El reto de entender el propósito de nuestra vida

Devocional

¿Qué es la serpiente?


En Génesis capitulo tres, vemos que entra en escena la serpiente. Comenzó siendo una serpiente, y ahora terminó siendo un dragón, versión evangélica. La serpiente no habla, así como ningún árbol da conocimiento. Dios no les dio imagen y semejanza, así como no les dio cerebro para que hablaran, inyectaran veneno y produjeran muerte; es lo que produjo la serpiente al inyectar conceptos de separación de Dios, condenación, pecado.

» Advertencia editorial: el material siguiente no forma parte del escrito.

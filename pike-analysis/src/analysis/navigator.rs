//! Stateless searches over a token slice.
//!
//! Every search takes an explicit window and answers `None` when the target
//! is missing or the structure is unbalanced. Callers treat `None` as
//! "abandon this sub-scan" and carry on with the next token.

use std::ops::Range;

use crate::lexer::Token;

/// Whitespace-only and comment tokens carry no syntax.
pub fn is_meaningful(token: &Token) -> bool {
    let trimmed = token.text.trim();
    !(trimmed.is_empty() || trimmed.starts_with("//") || trimmed.starts_with("/*"))
}

pub fn find_next_token(tokens: &[Token], start: usize, end: usize, literal: &str) -> Option<usize> {
    let end = end.min(tokens.len());
    (start..end).find(|&index| tokens[index].text == literal)
}

pub fn find_next_meaningful(tokens: &[Token], start: usize, end: usize) -> Option<usize> {
    let end = end.min(tokens.len());
    (start..end).find(|&index| is_meaningful(&tokens[index]))
}

/// Scans backwards from `start` (inclusive) down to `min` (inclusive).
pub fn find_prev_meaningful(tokens: &[Token], start: usize, min: usize) -> Option<usize> {
    if tokens.is_empty() || start < min {
        return None;
    }
    let start = start.min(tokens.len() - 1);
    (min..=start)
        .rev()
        .find(|&index| is_meaningful(&tokens[index]))
}

pub fn find_matching_brace(tokens: &[Token], open_index: usize, end: usize) -> Option<usize> {
    find_matching(tokens, open_index, end, "{", "}")
}

pub fn find_matching_paren(tokens: &[Token], open_index: usize, end: usize) -> Option<usize> {
    find_matching(tokens, open_index, end, "(", ")")
}

fn find_matching(
    tokens: &[Token],
    open_index: usize,
    end: usize,
    open: &str,
    close: &str,
) -> Option<usize> {
    if tokens.get(open_index)?.text != open {
        return None;
    }
    let end = end.min(tokens.len());
    let mut depth = 0usize;
    for index in open_index..end {
        let text = tokens[index].text.as_str();
        if text == open {
            depth += 1;
        } else if text == close {
            depth -= 1;
            if depth == 0 {
                return Some(index);
            }
        }
    }
    None
}

/// Splits `[start, end)` at separators that sit outside any nested
/// parentheses, brackets or braces. Segments may be empty.
pub fn split_top_level(
    tokens: &[Token],
    start: usize,
    end: usize,
    separators: &[&str],
) -> Vec<Range<usize>> {
    let end = end.min(tokens.len());
    let mut segments = Vec::new();
    let mut depth = 0usize;
    let mut segment_start = start;
    for index in start..end {
        let text = tokens[index].text.as_str();
        match text {
            "(" | "[" | "{" => depth += 1,
            ")" | "]" | "}" => depth = depth.saturating_sub(1),
            _ if depth == 0 && separators.contains(&text) => {
                segments.push(segment_start..index);
                segment_start = index + 1;
            }
            _ => {}
        }
    }
    if segment_start <= end {
        segments.push(segment_start..end);
    }
    segments
}

/// Index of the last token of the statement that begins at the first
/// meaningful token at or after `start`.
///
/// Understands braced blocks, `;`-terminated statements and the control
/// statements `if`/`while`/`for`/`foreach`/`switch` with a braced or bare
/// body; an `if` picks up its `else` arm. Nested bare bodies are walked with
/// a counter instead of recursion.
pub fn statement_end(tokens: &[Token], start: usize, end: usize) -> Option<usize> {
    let end = end.min(tokens.len());
    statement_end_with(tokens, start, end, |open| {
        match tokens[open].text.as_str() {
            "{" => find_matching_brace(tokens, open, end),
            _ => find_matching_paren(tokens, open, end),
        }
    })
}

/// Closing partner of every `{` and `(` in a token stream, found in one
/// pass. Agrees with [`find_matching_brace`] and [`find_matching_paren`]
/// without rescanning the block on every lookup.
#[derive(Debug, Clone, Default)]
pub struct BracketIndex {
    closers: Vec<Option<usize>>,
}

impl BracketIndex {
    pub fn new(tokens: &[Token]) -> Self {
        let mut closers = vec![None; tokens.len()];
        let mut braces = Vec::new();
        let mut parens = Vec::new();
        for (index, token) in tokens.iter().enumerate() {
            let (open, stack) = match token.text.as_str() {
                "{" => (true, &mut braces),
                "(" => (true, &mut parens),
                "}" => (false, &mut braces),
                ")" => (false, &mut parens),
                _ => continue,
            };
            if open {
                stack.push(index);
            } else if let Some(opener) = stack.pop() {
                closers[opener] = Some(index);
            }
        }
        Self { closers }
    }

    /// The closer of the opener at `open_index`, if it sits before `end`.
    pub fn closer(&self, open_index: usize, end: usize) -> Option<usize> {
        self.closers
            .get(open_index)
            .copied()
            .flatten()
            .filter(|&close| close < end)
    }

    /// [`statement_end`] with bracket lookups answered from the index.
    pub fn statement_end(&self, tokens: &[Token], start: usize, end: usize) -> Option<usize> {
        let end = end.min(tokens.len());
        statement_end_with(tokens, start, end, |open| self.closer(open, end))
    }
}

fn statement_end_with<F>(tokens: &[Token], start: usize, end: usize, closer: F) -> Option<usize>
where
    F: Fn(usize) -> Option<usize>,
{
    let mut cursor = start;
    let mut pending_ifs = 0usize;

    'statement: loop {
        let first = find_next_meaningful(tokens, cursor, end)?;
        let text = tokens[first].text.as_str();
        let body_end = match text {
            "{" => closer(first)?,
            "if" | "while" | "for" | "foreach" | "switch" => {
                let open = find_next_meaningful(tokens, first + 1, end)?;
                if tokens[open].text != "(" {
                    return None;
                }
                let close = closer(open)?;
                if text == "if" {
                    pending_ifs += 1;
                }
                cursor = close + 1;
                continue 'statement;
            }
            _ => simple_statement_end(tokens, first, end)?,
        };

        let finished = body_end;
        loop {
            if pending_ifs == 0 {
                return Some(finished);
            }
            pending_ifs -= 1;
            if let Some(next) = find_next_meaningful(tokens, finished + 1, end) {
                if tokens[next].text == "else" {
                    cursor = next + 1;
                    continue 'statement;
                }
            }
        }
    }
}

fn simple_statement_end(tokens: &[Token], start: usize, end: usize) -> Option<usize> {
    let mut depth = 0usize;
    for index in start..end {
        match tokens[index].text.as_str() {
            "(" | "[" | "{" => depth += 1,
            ")" | "]" | "}" => {
                if depth == 0 {
                    return None;
                }
                depth -= 1;
            }
            ";" if depth == 0 => return Some(index),
            _ => {}
        }
    }
    None
}

#[cfg(test)]
mod tests {
    use super::*;
    use crate::lexer::Lexer;

    fn lex(source: &str) -> Vec<Token> {
        Lexer::from_text(source).tokenize().expect("tokenize")
    }

    fn index_of(tokens: &[Token], text: &str, nth: usize) -> usize {
        tokens
            .iter()
            .enumerate()
            .filter(|(_, token)| token.text == text)
            .nth(nth)
            .map(|(index, _)| index)
            .expect("token present")
    }

    #[test]
    fn skips_whitespace_and_comments() {
        let tokens = lex("a /* note */ // trailing\n b");
        let first = find_next_meaningful(&tokens, 1, tokens.len()).expect("meaningful");
        assert_eq!(tokens[first].text, "b");
        let back = find_prev_meaningful(&tokens, first - 1, 0).expect("previous");
        assert_eq!(tokens[back].text, "a");
    }

    #[test]
    fn unbalanced_braces_are_not_found() {
        let tokens = lex("{ { }");
        assert_eq!(find_matching_brace(&tokens, 0, tokens.len()), None);
        let inner = index_of(&tokens, "{", 1);
        assert!(find_matching_brace(&tokens, inner, tokens.len()).is_some());
    }

    #[test]
    fn statement_end_follows_else_chains() {
        let tokens = lex("if (a) x = 1; else if (b) { y(); } else z(); after();");
        let end = statement_end(&tokens, 0, tokens.len()).expect("statement end");
        assert_eq!(end, index_of(&tokens, ";", 2));
    }

    #[test]
    fn statement_end_stops_at_bare_body() {
        let tokens = lex("if (a) if (b) x(); y();");
        let end = statement_end(&tokens, 0, tokens.len()).expect("statement end");
        assert_eq!(end, index_of(&tokens, ";", 0));
    }

    #[test]
    fn finds_literal_tokens_inside_the_window() {
        let tokens = lex("a ; b ; c");
        let first = find_next_token(&tokens, 0, tokens.len(), ";").expect("first");
        assert_eq!(first, index_of(&tokens, ";", 0));
        let second = find_next_token(&tokens, first + 1, tokens.len(), ";").expect("second");
        assert_eq!(second, index_of(&tokens, ";", 1));
        assert_eq!(find_next_token(&tokens, 0, first, ";"), None);
        assert_eq!(find_next_token(&tokens, 0, tokens.len(), "d"), None);
    }

    #[test]
    fn bracket_index_agrees_with_direct_matching() {
        let tokens = lex("} f(a, (b)) { if (c) { g(); } } { (");
        let brackets = BracketIndex::new(&tokens);
        for (index, token) in tokens.iter().enumerate() {
            let direct = match token.text.as_str() {
                "{" => find_matching_brace(&tokens, index, tokens.len()),
                "(" => find_matching_paren(&tokens, index, tokens.len()),
                _ => None,
            };
            assert_eq!(brackets.closer(index, tokens.len()), direct, "opener at {index}");
        }
    }

    #[test]
    fn bracket_index_respects_the_window() {
        let tokens = lex("{ x; }");
        let close = index_of(&tokens, "}", 0);
        let brackets = BracketIndex::new(&tokens);
        assert_eq!(brackets.closer(0, tokens.len()), Some(close));
        assert_eq!(brackets.closer(0, close), None);
        assert_eq!(
            brackets.statement_end(&tokens, 0, tokens.len()),
            statement_end(&tokens, 0, tokens.len())
        );
    }
}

Cuando Pablo habla de los hombres que no tienen conocimiento de Dios, dice que su garganta es sepulcro abierto, que engañan de continuo con su lengua: veneno de serpientes hay bajo sus labios. ¿A qué se refiere? Al mismo veneno que cambió la mente de Eva en el Huerto. Es un veneno inyectado por serpientes, conceptos y preceptos de bien y de mal.


Jesús habla a todos los fariseos, los más religiosos y los que más amaban guardar la ley y decían que ellos eran santos, santos, santos; con seguridad les dice: ¡serpientes, camada de víboras! Eran hombres, pero se usó ese apelativo para referirse a ellos. Estos son conceptos que se manejan en la cultura judía. Si yo entiendo los conceptos correctos, deja de ser una fábula de ciencia ficción y puedo comprender lo que realmente quieren decir. Porque el día de hoy el hombre sigue comiendo ese mismo árbol de la vida y ese mismo árbol del conocimiento del bien y del mal y sigue perdido sin hallar el objetivo. 


La Escritura maneja el mismo concepto desde el principio hasta el final. Es de lo mismo que habla Pablo y explica de manera magistral en todas sus epístolas. En Génesis, se habla en tipos y figuras. Por eso, Pablo en la segunda carta a los Corintios, dice que teme que, así como la serpiente con su astucia engañó a Eva, esa misma serpiente los engañe a ellos en las mentes y sean desviados. Con esto entendemos que no es un animal, sino los conceptos y las enseñanzas que se dan. Es la misma serpiente, es el mismo veneno, son los mismos conceptos. No es una serpiente que habló, es la mente que recibió un concepto y una enseñanza diferente a lo que Dios dijo. 


Es la misma serpiente que hoy habla y confunde. La serpiente es: desviarse; recibir conceptos incorrectos, indebidos, producto de la lengua de los hombres, conceptos humanos que no tienen nada que ver con el propósito divino. De la misma manera que la religión personal engañó a Eva, la religión que ella tuvo, sus mentes pueden ser desviadas. No encuentran el objetivo, porque Pablo dice que el objetivo es: la sencillez y pureza de la devoción a Cristo.